#### [Exercise prompt]
Beneath this line is the data. Output exactly the lines from the line with "by the sizing engine" to the line with "pub fn is_lookup_miss(&self)", both ends included, and nothing more.

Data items
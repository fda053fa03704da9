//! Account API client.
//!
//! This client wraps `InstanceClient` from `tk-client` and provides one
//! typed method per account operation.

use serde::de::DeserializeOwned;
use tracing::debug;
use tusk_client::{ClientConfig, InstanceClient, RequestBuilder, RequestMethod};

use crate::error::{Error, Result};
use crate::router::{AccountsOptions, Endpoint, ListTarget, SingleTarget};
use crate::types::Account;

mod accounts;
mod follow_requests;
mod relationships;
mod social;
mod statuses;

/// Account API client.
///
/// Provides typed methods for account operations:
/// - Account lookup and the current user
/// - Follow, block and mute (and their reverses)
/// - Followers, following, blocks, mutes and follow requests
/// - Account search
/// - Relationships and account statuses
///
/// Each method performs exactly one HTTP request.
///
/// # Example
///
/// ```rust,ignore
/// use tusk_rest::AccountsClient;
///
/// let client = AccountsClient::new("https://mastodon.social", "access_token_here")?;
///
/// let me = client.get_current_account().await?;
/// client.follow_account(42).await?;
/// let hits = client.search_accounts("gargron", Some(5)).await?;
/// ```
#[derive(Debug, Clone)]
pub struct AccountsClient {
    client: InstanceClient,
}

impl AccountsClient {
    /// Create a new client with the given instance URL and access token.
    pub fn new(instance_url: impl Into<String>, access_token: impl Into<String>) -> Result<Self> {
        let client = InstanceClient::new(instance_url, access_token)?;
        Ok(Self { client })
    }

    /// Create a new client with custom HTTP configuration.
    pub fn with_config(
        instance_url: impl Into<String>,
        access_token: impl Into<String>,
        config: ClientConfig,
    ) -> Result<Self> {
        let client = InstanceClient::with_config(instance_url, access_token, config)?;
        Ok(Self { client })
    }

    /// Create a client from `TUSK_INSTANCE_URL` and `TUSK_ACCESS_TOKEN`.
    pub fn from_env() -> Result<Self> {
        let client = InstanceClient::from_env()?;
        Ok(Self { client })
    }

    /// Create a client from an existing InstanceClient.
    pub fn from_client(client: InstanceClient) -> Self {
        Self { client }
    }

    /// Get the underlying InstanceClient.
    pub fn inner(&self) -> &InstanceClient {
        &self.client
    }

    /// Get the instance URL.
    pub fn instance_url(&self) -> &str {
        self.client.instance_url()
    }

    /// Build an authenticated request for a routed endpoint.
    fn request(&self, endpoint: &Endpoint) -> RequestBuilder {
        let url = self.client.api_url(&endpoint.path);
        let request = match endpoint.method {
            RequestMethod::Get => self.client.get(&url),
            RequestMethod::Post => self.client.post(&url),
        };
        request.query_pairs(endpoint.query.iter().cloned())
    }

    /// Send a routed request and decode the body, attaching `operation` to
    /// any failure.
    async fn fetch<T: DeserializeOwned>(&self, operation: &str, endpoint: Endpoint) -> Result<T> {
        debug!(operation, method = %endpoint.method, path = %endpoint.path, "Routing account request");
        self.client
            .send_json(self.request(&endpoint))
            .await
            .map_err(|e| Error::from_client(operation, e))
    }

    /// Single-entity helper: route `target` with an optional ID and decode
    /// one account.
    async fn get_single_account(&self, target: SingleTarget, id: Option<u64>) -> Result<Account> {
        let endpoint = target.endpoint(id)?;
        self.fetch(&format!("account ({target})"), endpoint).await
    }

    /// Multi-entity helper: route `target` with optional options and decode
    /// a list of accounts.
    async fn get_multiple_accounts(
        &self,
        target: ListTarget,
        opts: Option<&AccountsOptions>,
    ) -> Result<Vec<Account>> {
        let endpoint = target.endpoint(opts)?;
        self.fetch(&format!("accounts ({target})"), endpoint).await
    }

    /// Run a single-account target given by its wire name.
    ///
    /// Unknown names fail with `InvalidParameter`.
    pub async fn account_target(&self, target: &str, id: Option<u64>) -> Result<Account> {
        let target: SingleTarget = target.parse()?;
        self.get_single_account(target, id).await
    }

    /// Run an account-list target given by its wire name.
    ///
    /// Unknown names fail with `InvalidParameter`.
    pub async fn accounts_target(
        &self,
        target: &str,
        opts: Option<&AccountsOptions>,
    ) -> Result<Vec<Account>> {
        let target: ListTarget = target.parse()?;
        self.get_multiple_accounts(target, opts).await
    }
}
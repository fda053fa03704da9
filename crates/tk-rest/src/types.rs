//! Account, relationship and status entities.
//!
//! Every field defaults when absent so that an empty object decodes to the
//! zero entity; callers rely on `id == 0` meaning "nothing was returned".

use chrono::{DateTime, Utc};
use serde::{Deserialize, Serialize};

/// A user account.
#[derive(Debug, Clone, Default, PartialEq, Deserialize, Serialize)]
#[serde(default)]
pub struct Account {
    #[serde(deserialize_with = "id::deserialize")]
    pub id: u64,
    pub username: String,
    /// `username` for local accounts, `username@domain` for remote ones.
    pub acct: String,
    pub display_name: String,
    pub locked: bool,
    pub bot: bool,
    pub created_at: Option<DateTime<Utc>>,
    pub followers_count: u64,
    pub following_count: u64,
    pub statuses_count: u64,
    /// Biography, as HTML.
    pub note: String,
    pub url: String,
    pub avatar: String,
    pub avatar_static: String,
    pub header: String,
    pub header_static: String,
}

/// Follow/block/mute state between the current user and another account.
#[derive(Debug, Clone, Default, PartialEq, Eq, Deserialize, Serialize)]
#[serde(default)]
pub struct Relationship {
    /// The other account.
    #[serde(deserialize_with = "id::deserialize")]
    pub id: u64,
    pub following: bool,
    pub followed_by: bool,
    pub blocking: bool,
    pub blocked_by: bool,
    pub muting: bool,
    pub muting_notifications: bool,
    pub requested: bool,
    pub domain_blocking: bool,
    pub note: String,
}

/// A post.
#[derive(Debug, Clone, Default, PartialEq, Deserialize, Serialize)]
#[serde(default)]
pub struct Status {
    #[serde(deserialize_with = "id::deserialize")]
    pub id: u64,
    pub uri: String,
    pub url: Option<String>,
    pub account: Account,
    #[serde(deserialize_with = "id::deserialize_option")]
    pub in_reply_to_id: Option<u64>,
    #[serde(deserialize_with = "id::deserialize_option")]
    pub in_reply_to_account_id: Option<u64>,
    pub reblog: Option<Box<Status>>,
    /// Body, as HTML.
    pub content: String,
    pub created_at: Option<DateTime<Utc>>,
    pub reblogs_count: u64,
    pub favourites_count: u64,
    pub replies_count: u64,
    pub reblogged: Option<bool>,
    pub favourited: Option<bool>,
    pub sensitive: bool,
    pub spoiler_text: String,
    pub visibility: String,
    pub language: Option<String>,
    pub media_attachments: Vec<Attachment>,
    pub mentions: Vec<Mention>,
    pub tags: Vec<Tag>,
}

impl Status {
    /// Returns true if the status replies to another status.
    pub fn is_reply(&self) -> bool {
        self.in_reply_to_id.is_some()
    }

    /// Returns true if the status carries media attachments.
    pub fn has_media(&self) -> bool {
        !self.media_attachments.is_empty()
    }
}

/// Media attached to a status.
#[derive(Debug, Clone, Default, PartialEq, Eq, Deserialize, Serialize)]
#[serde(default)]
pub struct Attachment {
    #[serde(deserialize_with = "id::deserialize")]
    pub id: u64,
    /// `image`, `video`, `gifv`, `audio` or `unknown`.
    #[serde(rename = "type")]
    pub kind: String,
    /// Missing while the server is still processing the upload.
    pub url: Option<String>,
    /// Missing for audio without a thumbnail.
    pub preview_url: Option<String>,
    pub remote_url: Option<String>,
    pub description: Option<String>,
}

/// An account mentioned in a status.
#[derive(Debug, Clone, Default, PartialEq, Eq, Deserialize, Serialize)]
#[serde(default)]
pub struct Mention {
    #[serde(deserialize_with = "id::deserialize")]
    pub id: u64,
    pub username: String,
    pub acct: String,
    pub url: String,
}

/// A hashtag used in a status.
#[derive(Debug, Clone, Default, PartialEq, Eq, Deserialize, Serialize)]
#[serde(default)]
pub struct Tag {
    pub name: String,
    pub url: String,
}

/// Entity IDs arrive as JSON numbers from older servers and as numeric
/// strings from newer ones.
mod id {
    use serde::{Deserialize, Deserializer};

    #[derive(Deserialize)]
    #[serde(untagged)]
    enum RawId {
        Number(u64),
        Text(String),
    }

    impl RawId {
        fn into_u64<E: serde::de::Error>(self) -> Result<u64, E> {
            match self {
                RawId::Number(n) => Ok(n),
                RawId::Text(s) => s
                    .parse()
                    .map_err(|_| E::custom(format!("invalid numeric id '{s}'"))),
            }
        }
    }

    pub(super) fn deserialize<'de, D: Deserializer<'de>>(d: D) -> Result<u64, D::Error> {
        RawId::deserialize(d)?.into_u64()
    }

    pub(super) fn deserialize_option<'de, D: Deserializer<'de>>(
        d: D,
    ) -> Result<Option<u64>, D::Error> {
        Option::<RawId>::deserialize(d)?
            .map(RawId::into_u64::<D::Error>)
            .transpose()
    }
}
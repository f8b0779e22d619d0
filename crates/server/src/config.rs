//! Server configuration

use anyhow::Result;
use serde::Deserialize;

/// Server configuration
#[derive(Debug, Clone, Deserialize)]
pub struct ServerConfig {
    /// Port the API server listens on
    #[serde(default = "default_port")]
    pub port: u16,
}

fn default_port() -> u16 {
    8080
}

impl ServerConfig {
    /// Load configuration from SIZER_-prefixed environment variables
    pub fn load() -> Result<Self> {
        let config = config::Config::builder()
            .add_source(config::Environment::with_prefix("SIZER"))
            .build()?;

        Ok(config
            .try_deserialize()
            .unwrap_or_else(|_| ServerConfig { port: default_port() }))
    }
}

--

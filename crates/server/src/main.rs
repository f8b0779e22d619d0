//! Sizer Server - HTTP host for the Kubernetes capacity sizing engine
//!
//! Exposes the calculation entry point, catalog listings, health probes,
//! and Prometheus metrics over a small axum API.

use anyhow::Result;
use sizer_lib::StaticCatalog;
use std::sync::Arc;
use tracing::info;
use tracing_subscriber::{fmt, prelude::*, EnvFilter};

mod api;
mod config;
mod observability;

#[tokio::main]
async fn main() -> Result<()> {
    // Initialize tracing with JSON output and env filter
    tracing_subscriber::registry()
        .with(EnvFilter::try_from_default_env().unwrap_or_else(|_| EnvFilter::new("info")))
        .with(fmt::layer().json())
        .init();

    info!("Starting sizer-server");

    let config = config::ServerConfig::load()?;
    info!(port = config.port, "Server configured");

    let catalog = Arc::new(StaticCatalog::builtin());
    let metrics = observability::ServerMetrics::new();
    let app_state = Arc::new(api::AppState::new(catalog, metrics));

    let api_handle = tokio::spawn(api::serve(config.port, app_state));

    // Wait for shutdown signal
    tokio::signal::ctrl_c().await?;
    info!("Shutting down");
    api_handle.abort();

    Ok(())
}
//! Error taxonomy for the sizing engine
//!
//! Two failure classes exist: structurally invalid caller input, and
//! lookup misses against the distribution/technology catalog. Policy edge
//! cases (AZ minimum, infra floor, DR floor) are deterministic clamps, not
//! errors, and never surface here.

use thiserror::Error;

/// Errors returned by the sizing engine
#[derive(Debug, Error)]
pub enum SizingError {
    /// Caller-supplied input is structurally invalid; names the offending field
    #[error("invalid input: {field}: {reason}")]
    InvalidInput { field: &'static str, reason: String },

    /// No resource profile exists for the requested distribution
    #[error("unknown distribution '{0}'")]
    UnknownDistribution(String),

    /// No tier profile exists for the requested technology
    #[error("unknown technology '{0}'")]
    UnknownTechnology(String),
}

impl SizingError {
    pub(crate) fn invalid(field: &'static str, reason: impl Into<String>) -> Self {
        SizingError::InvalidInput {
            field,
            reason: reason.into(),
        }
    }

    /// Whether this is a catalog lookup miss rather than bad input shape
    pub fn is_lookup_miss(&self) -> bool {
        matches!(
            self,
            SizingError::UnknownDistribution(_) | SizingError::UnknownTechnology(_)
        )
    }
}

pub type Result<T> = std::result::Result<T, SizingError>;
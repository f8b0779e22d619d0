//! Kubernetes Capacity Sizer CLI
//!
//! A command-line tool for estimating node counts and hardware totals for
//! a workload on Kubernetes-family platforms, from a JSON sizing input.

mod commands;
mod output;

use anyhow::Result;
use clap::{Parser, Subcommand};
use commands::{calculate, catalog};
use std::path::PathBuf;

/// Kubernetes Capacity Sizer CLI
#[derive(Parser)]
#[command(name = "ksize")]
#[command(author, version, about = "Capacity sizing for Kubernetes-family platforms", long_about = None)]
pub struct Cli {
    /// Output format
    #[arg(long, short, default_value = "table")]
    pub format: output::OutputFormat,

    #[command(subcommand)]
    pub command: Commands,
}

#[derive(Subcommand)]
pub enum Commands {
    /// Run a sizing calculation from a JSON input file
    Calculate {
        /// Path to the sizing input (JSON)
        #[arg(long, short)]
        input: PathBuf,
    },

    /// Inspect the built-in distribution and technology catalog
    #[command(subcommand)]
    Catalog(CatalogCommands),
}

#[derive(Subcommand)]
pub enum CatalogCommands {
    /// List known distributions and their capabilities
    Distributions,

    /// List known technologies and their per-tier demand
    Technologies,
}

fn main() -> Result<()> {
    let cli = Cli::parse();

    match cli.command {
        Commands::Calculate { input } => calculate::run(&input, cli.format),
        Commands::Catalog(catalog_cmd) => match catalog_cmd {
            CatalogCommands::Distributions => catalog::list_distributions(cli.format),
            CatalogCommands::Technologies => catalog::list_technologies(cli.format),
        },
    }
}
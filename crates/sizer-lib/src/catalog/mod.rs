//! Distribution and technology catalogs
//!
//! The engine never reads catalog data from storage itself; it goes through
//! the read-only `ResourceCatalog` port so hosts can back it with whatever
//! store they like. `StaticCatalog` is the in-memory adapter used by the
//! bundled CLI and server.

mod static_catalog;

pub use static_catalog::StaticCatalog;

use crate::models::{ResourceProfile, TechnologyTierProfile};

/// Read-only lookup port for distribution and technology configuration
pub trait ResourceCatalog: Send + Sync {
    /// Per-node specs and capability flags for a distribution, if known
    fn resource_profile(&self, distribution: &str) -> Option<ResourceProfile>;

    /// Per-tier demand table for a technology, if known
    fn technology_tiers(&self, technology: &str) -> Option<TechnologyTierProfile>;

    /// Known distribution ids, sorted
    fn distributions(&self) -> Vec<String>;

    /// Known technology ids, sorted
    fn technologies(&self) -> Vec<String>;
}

==

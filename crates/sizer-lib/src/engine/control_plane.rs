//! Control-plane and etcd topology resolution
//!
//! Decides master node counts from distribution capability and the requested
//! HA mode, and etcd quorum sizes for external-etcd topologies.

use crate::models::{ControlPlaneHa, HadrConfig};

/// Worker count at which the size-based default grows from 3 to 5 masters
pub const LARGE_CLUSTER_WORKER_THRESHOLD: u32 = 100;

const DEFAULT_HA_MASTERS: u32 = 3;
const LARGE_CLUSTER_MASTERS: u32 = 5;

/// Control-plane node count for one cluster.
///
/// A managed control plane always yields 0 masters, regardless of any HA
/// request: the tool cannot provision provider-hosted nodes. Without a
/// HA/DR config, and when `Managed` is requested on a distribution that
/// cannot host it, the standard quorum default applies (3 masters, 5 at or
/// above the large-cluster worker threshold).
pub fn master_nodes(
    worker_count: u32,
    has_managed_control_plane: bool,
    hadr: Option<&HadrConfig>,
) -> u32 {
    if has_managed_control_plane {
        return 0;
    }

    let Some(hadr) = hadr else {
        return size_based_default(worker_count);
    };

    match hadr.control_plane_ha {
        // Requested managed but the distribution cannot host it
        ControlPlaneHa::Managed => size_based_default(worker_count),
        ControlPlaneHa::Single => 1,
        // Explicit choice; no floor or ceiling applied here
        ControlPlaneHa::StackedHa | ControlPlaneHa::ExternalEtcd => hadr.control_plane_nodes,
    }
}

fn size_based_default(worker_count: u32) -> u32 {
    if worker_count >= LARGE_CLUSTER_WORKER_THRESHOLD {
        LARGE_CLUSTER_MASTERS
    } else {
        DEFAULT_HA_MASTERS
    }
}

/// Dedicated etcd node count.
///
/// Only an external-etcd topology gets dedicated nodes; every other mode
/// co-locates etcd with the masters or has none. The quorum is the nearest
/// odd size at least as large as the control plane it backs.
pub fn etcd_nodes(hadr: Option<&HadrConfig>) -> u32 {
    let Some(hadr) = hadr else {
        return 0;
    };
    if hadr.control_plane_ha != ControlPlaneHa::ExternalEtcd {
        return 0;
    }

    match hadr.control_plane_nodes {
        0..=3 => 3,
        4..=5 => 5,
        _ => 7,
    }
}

#### [Finished task]
/// Errors returned by the sizing engine
#[derive(Debug, Error)]
pub enum SizingError {
    /// Caller-supplied input is structurally invalid; names the offending field
    #[error("invalid input: {field}: {reason}")]
    InvalidInput { field: &'static str, reason: String },

    /// No resource profile exists for the requested distribution
    #[error("unknown distribution '{0}'")]
    UnknownDistribution(String),

    /// No tier profile exists for the requested technology
    #[error("unknown technology '{0}'")]
    UnknownTechnology(String),
}

impl SizingError {
    pub(crate) fn invalid(field: &'static str, reason: impl Into<String>) -> Self {
        SizingError::InvalidInput {
            field,
            reason: reason.into(),
        }
    }

    /// Whether this is a catalog lookup miss rather than bad input shape
    pub fn is_lookup_miss(&self) -> bool {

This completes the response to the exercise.